摘要:来自复旦大学附属中山医院的研究人员发现泛素羧基末端水解酶37(UCH37)在肝癌组织中呈高表达,并通过查阅大量文献,对泛素羧基末端水解酶家族(UCHs)在恶性肿瘤发生、发展及预后中的作用进行了综述。相关研究成果公布在国际核心期刊《生物化学与生物物理学学报》(Biochimica et Biophysica Acta-Reviews on Cancer)上(影响因子11.685)。
这项研究由复旦大学附属中山医院消化科主任沈锡中教授课题组完成,沈锡中教授早年师从我国著名消化病专家江绍基院士、萧树东教授,1995年获医学博士学位,之后曾在香港大学医学院进修胃肠病。目前主持863课题、国家自然科学基金等多项研究工作。
肝癌是影响人类健康最常见的恶性肿瘤之一,但对肝癌发病机制的研究尚处于初级阶段,因此,探索肝癌发病的分子机制对于攻克肝癌具有重要意义。
已知研究表明,泛素是一个由76个氨基酸组成的高度保守的小分子蛋白,依赖泛素的蛋白质降解途径可以选择性地降解细胞内的蛋白质,是一条重要的非溶酶体蛋白降解途径,该途径的发现获得了2004年诺贝尔化学奖。
随着研究的深入,研究人员发现蛋白质泛素化调节是一个可逆的过程。细胞内存在多种去泛素化酶,该酶能催化水解泛素羧基末端多肽链连接,起到去泛素化的作用,对蛋白质降解进行反向调节,从而影响蛋白质和细胞的功能。细胞内蛋白质泛素化和去泛素化调节的动态平衡参与了细胞生命活动的调节,包括细胞的代谢、分化、增殖等,还能选择性地降解或稳定癌基因、抑癌基因的产物、激活物或抑制物、凋亡调控蛋白等,达到调控细胞突变和肿瘤发生的目的。
沈锡中教授等对一种去泛素化酶――泛素羧基末端水解酶家族(UCHs) 在恶性肿瘤发生、发展及预后中的作用进行了综述。该综述首次从家族成员、生物学功能、参与的信号通路等方面对UCH家族进行了全面、深入的阐述。
这一综述明确了UCH家族在恶性肿瘤中的作用,同时指出对其在恶性肿瘤中分子机制方面的研究尚处于起步阶段,并提出了许多有价值的建议和假设,为该领域的深入研究指明了方向。
生物探索推荐英文论文摘要:
The potential role of ubiquitin c-terminal hydrolases in oncogenesis.
Abstract
Deubiquitinating enzymes (DUBs), capable of removing ubiquitin (Ub) from protein substrates, are involved in numerous biological processes.
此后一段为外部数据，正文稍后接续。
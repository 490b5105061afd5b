//! Avicam - camera node core
//!
//! Captures MJPEG frames, fans them out to a live stream, an AVI recorder
//! and a motion-event path, and replays stored recordings through the same
//! streaming path.
//!
//! - **Core types**: FrameBuffer, PixelFormat, SharedFrame, FrameSource
//! - **`avi`**: AVI container writer and reader
//! - **`storage`**: Local filesystem and in-memory storage backends
//! - **`catalog`**: Recording file naming, ordering, listing
//! - **`recorder`** / **`playback`**: Recording and playback workers
//! - **`hub`**, **`sink`**, **`event`**, **`timer`**: Live distribution path
//! - **`node`**: Wires everything together behind a control handle
//! - **`test-source`** feature: Synthetic frames without camera hardware

mod frame;
mod shared;
mod source;

pub use frame::{FrameBuffer, PixelFormat, JPEG_SOI, MAX_JPEG_SIZE};
pub use shared::SharedFrame;
pub use source::FrameSource;
#[cfg(any(test, feature = "test-source"))]
pub use source::{TestSource, TestSourceConfig};

pub mod avi;
pub mod catalog;
pub mod config;
pub mod event;
pub mod hub;
pub mod node;
pub mod playback;
pub mod recorder;
pub mod sink;
pub mod storage;
pub mod timer;

pub use config::NodeConfig;
pub use node::{CameraNode, NodeHandle, NodeStatus};
//! Camera node wiring
//!
//! [`CameraNode`] collects the collaborators (frame source, stream sink,
//! storage, motion sensor, event uploader), creates the bounded channels and
//! spawns every worker on the current tokio runtime. The returned
//! [`NodeHandle`] is the recording/playback control surface.

use anyhow::{Context, Result};
use serde::Serialize;
use std::path::{Path, PathBuf};
use std::sync::Arc;
use tokio::sync::mpsc;
use tokio::task::JoinHandle;
use tokio_util::sync::CancellationToken;
use tracing::{info, warn};

use crate::catalog::{RecordingCatalog, RecordingInfo};
use crate::config::NodeConfig;
use crate::event::{EventUploader, EventWorker, MotionLine, MotionSensor};
use crate::hub::{DistributionHub, HubInputs, HubOutputs, HubStats, HubStatsHandle};
use crate::playback::{PlaybackControl, PlaybackEngine};
use crate::recorder::{Recorder, RecorderStats, RecorderStatsHandle, RecordingControl};
use crate::sink::{SinkGate, SinkStats, StreamSink, StreamWorker, TransportState};
use crate::storage::{LocalStorage, Storage};
use crate::timer::FrameTimer;
use crate::FrameSource;

/// Point-in-time view of the node
#[derive(Debug, Clone, Serialize)]
pub struct NodeStatus {
    pub recording_armed: bool,
    pub storage_full: bool,
    pub playback_active: bool,
    pub playback_file: Option<PathBuf>,
    pub hub: HubStats,
    pub recorder: RecorderStats,
    pub sink: SinkStats,
}

/// Builder for a camera node
pub struct CameraNode {
    config: NodeConfig,
    source: Arc<dyn FrameSource>,
    sink: Arc<dyn StreamSink>,
    storage: Option<Arc<dyn Storage>>,
    transport: TransportState,
    motion: Arc<dyn MotionSensor>,
    uploader: Option<Arc<dyn EventUploader>>,
}

impl CameraNode {
    pub fn new(config: NodeConfig, source: Arc<dyn FrameSource>, sink: Arc<dyn StreamSink>) -> Self {
        Self {
            config,
            source,
            sink,
            storage: None,
            transport: TransportState::new(),
            motion: Arc::new(MotionLine::new()),
            uploader: None,
        }
    }

    /// Use this storage instead of a [`LocalStorage`] at the configured root
    pub fn with_storage(mut self, storage: Arc<dyn Storage>) -> Self {
        self.storage = Some(storage);
        self
    }

    /// Share connection state with the transport collaborator
    pub fn with_transport(mut self, transport: TransportState) -> Self {
        self.transport = transport;
        self
    }

    pub fn with_motion(mut self, motion: Arc<dyn MotionSensor>) -> Self {
        self.motion = motion;
        self
    }

    /// Without an uploader motion frames are dropped
    pub fn with_uploader(mut self, uploader: Arc<dyn EventUploader>) -> Self {
        self.uploader = Some(uploader);
        self
    }

    /// Spawn all workers. Must be called from within a tokio runtime.
    ///
    /// Fails if the storage root cannot be created or the recording buffers
    /// cannot be allocated; no worker is started in that case.
    pub fn start(self) -> Result<NodeHandle> {
        let config = self.config;

        let storage: Arc<dyn Storage> = match self.storage {
            Some(storage) => storage,
            None => {
                let local = LocalStorage::new(config.storage_root.clone())
                    .context("Failed to open recording storage")?;
                Arc::new(local)
            }
        };
        let catalog = RecordingCatalog::new(storage.clone());

        let recording = RecordingControl::new(config.record_on_start);
        let playback = PlaybackControl::new();
        let recorder = Recorder::new(config.recorder(), storage.clone(), recording.clone())
            .context("Failed to set up recorder")?;
        let recorder_stats = recorder.stats();

        let (stream_tx, stream_rx) = mpsc::channel(config.stream_capacity.max(1));
        let (record_tx, record_rx) = mpsc::channel(config.record_capacity.max(1));
        let (event_tx, event_rx) = mpsc::channel(config.event_capacity.max(1));

        let shutdown = CancellationToken::new();
        let mut tasks = Vec::new();

        tasks.push(tokio::spawn(recorder.run(record_rx, shutdown.clone())));

        let engine = PlaybackEngine::new(
            catalog.clone(),
            playback.clone(),
            stream_tx.clone(),
            config.playback_send_timeout,
        );
        tasks.push(tokio::spawn(engine.run(shutdown.clone())));

        let gate = Arc::new(SinkGate::new(self.sink, config.gate_timeout));
        let stream_worker = StreamWorker::new(gate.clone(), self.transport.clone());
        tasks.push(tokio::spawn(stream_worker.run(stream_rx, shutdown.clone())));

        match self.uploader {
            Some(uploader) => {
                let worker = EventWorker::new(uploader);
                tasks.push(tokio::spawn(worker.run(event_rx, shutdown.clone())));
            }
            None => {
                info!("No event uploader configured, motion events disabled");
                drop(event_rx);
            }
        }

        let timer = FrameTimer::start(config.fps, shutdown.clone());
        let hub = DistributionHub::new(
            self.source,
            HubOutputs {
                stream: stream_tx,
                record: record_tx,
                event: event_tx,
            },
            HubInputs {
                transport: self.transport.clone(),
                recording: recording.clone(),
                playback: playback.clone(),
                motion: self.motion,
            },
            config.hub(),
        )
        .with_timer(timer);
        let hub_stats = hub.stats();
        tasks.push(tokio::spawn(hub.run(shutdown.clone())));

        info!(
            root = %storage.root().display(),
            fps = config.fps,
            frame_size = %config.frame_size,
            recording = config.record_on_start,
            "Camera node started"
        );

        Ok(NodeHandle {
            recording,
            playback,
            transport: self.transport,
            catalog,
            gate,
            hub_stats,
            recorder_stats,
            resume_file: config.playback_file,
            shutdown,
            tasks,
        })
    }
}

/// Control surface of a running node
pub struct NodeHandle {
    recording: RecordingControl,
    playback: PlaybackControl,
    transport: TransportState,
    catalog: RecordingCatalog,
    gate: Arc<SinkGate>,
    hub_stats: HubStatsHandle,
    recorder_stats: RecorderStatsHandle,
    resume_file: Option<PathBuf>,
    shutdown: CancellationToken,
    tasks: Vec<JoinHandle<()>>,
}

impl NodeHandle {
    pub fn arm_recording(&self) {
        info!("Recording armed");
        self.recording.arm();
    }

    /// The recorder closes the open file on its own task
    pub fn disarm_recording(&self) {
        info!("Recording disarm requested");
        self.recording.disarm();
    }

    /// Start playback at `path`, or at the configured resume file, or at the
    /// earliest recording. Returns false if playback is already active.
    pub fn start_playback(&self, path: Option<PathBuf>) -> bool {
        let path = path.or_else(|| self.resume_file.clone());
        self.playback.start(path)
    }

    /// Returns false if playback was not active
    pub fn stop_playback(&self) -> bool {
        self.playback.stop()
    }

    pub fn transport(&self) -> &TransportState {
        &self.transport
    }

    pub fn catalog(&self) -> &RecordingCatalog {
        &self.catalog
    }

    /// Kept recordings, oldest first
    pub fn recordings(&self) -> Result<Vec<RecordingInfo>> {
        self.catalog.list()
    }

    pub fn delete_recording(&self, path: &Path) -> Result<()> {
        self.catalog.delete(path)
    }

    pub fn status(&self) -> NodeStatus {
        NodeStatus {
            recording_armed: self.recording.is_armed(),
            storage_full: self.recording.is_storage_full(),
            playback_active: self.playback.is_active(),
            playback_file: self.playback.current_file(),
            hub: self.hub_stats.snapshot(),
            recorder: self.recorder_stats.snapshot(),
            sink: self.gate.stats(),
        }
    }

    /// Stop every worker and wait for them; an open recording is finalized
    pub async fn shutdown(self) {
        info!("Camera node shutting down");
        self.shutdown.cancel();
        for task in self.tasks {
            if let Err(e) = task.await {
                warn!("Worker task failed: {}", e);
            }
        }
        info!("Camera node stopped");
    }
}
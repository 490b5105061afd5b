//! Node configuration
//!
//! Every setting has a default matching the camera firmware; `from_env`
//! overrides them from `AVICAM_*` environment variables.

use std::path::PathBuf;
use std::str::FromStr;
use std::time::Duration;

use crate::avi::{FrameSize, DEFAULT_WRITE_BUFFER};
use crate::event::DEFAULT_MOTION_COOLDOWN;
use crate::hub::HubConfig;
use crate::playback::DEFAULT_SEND_TIMEOUT;
use crate::recorder::RecorderConfig;
use crate::sink::DEFAULT_GATE_TIMEOUT;

/// Camera node configuration
#[derive(Debug, Clone)]
pub struct NodeConfig {
    /// Root directory for recordings
    pub storage_root: PathBuf,
    /// Capture rate
    pub fps: u32,
    /// Capture frame size
    pub frame_size: FrameSize,
    /// Frames per recording file
    pub max_frames: u32,
    /// Recordings shorter than this are discarded
    pub min_seconds: u64,
    /// Recorder write buffer in bytes
    pub write_buffer: usize,
    /// Arm recording at startup
    pub record_on_start: bool,
    /// Disable recording when free space drops below this (0 = never)
    pub min_free_bytes: u64,
    /// Minimum time between motion events
    pub motion_cooldown: Duration,
    /// Recording to resume playback from
    pub playback_file: Option<PathBuf>,
    /// Stream channel capacity (frames)
    pub stream_capacity: usize,
    /// Recording channel capacity (frames)
    pub record_capacity: usize,
    /// Event channel capacity (frames)
    pub event_capacity: usize,
    /// Bounded wait for the stream channel
    pub stream_timeout: Duration,
    /// Bounded wait for the recording channel
    pub record_timeout: Duration,
    /// Bounded wait for a playback send
    pub playback_send_timeout: Duration,
    /// Bounded wait for the sink gate
    pub gate_timeout: Duration,
    /// Hub sleep when nothing needs frames
    pub idle_sleep: Duration,
}

impl Default for NodeConfig {
    fn default() -> Self {
        Self {
            storage_root: PathBuf::from("/var/lib/avicam/recordings"),
            fps: 10,
            frame_size: FrameSize::Svga,
            max_frames: 300,
            min_seconds: 5,
            write_buffer: DEFAULT_WRITE_BUFFER,
            record_on_start: true,
            min_free_bytes: 0,
            motion_cooldown: DEFAULT_MOTION_COOLDOWN,
            playback_file: None,
            stream_capacity: 2,
            record_capacity: 10,
            event_capacity: 1,
            stream_timeout: Duration::from_millis(100),
            record_timeout: Duration::from_millis(50),
            playback_send_timeout: DEFAULT_SEND_TIMEOUT,
            gate_timeout: DEFAULT_GATE_TIMEOUT,
            idle_sleep: Duration::from_millis(10),
        }
    }
}

fn env_parse<T: FromStr>(key: &str, default: T) -> T {
    std::env::var(key)
        .ok()
        .and_then(|s| s.parse().ok())
        .unwrap_or(default)
}

impl NodeConfig {
    /// Load configuration from environment variables, falling back to defaults
    pub fn from_env() -> Self {
        let defaults = Self::default();

        let storage_root = std::env::var("AVICAM_STORAGE_ROOT")
            .map(PathBuf::from)
            .unwrap_or(defaults.storage_root);

        // Recording on by default, disable with AVICAM_RECORD=0
        let record_on_start = std::env::var("AVICAM_RECORD")
            .map(|v| v != "0")
            .unwrap_or(defaults.record_on_start);

        let playback_file = std::env::var("AVICAM_PLAYBACK_FILE")
            .ok()
            .filter(|s| !s.is_empty())
            .map(PathBuf::from);

        let motion_cooldown_ms = env_parse(
            "AVICAM_MOTION_COOLDOWN_MS",
            defaults.motion_cooldown.as_millis() as u64,
        );

        Self {
            storage_root,
            fps: env_parse("AVICAM_FPS", defaults.fps).max(1),
            frame_size: env_parse("AVICAM_FRAME_SIZE", defaults.frame_size),
            max_frames: env_parse("AVICAM_MAX_FRAMES", defaults.max_frames).max(1),
            min_seconds: env_parse("AVICAM_MIN_SECONDS", defaults.min_seconds),
            write_buffer: env_parse("AVICAM_WRITE_BUFFER", defaults.write_buffer),
            record_on_start,
            min_free_bytes: env_parse("AVICAM_MIN_FREE_BYTES", defaults.min_free_bytes),
            motion_cooldown: Duration::from_millis(motion_cooldown_ms),
            playback_file,
            ..defaults
        }
    }

    /// Recorder settings
    pub fn recorder(&self) -> RecorderConfig {
        RecorderConfig {
            frame_size: self.frame_size,
            fps: self.fps,
            max_frames: self.max_frames,
            min_seconds: self.min_seconds,
            write_buffer: self.write_buffer,
            min_free_bytes: self.min_free_bytes,
        }
    }

    /// Hub settings
    pub fn hub(&self) -> HubConfig {
        HubConfig {
            stream_timeout: self.stream_timeout,
            record_timeout: self.record_timeout,
            idle_sleep: self.idle_sleep,
            motion_cooldown: self.motion_cooldown,
        }
    }
}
The ubiquitin C-terminal hydrolases (UCHs) subfamily of DUBs consists of four members: UCH-L1, UCH-L3, UCH37 and BRCA1-associated protein-1 (BAP1). UCH-L1 possesses deubiquitinating activity and dimerization-dependent ubiquitin ligase activity, and functions as a mono-ubiquitin stabilizer; UCH-L3 does both deubiquitinating and deneddylating activity, except dimerization or ligase activity, and unlike UCH-L1, can interact with Lys48-linked Ub dimers to protect it from degradation and in the meanwhile to inhibit its hydrolase activity; UCH37 is responsible for the deubiquitinating activity in the 19S proteasome regulatory complex, and as indicated by the recent study, UCH37 is also associated with the human Ino80 chromatin-remodeling complex (hINO80) in the nucleus and can be activated via transient association of 19S regulatory particle- or proteasome-bound hRpn13 with hINO80; BAP1, binding to the wild-type BRCA1 RING finger domain, is regarded as a tumor suppressor, but for such suppressing activity, as demonstrated otherwise, both deubiquitinating activity and nucleus localization are required. There is growing evidence that UCH enzymes and human malignancies are closely correlated. Previous studies have shown that UCH enzymes play a crucial role in some signalings and cell-cycle regulation. In this review, we provided an insight into the relation between UCH enzymes and oncogenesis.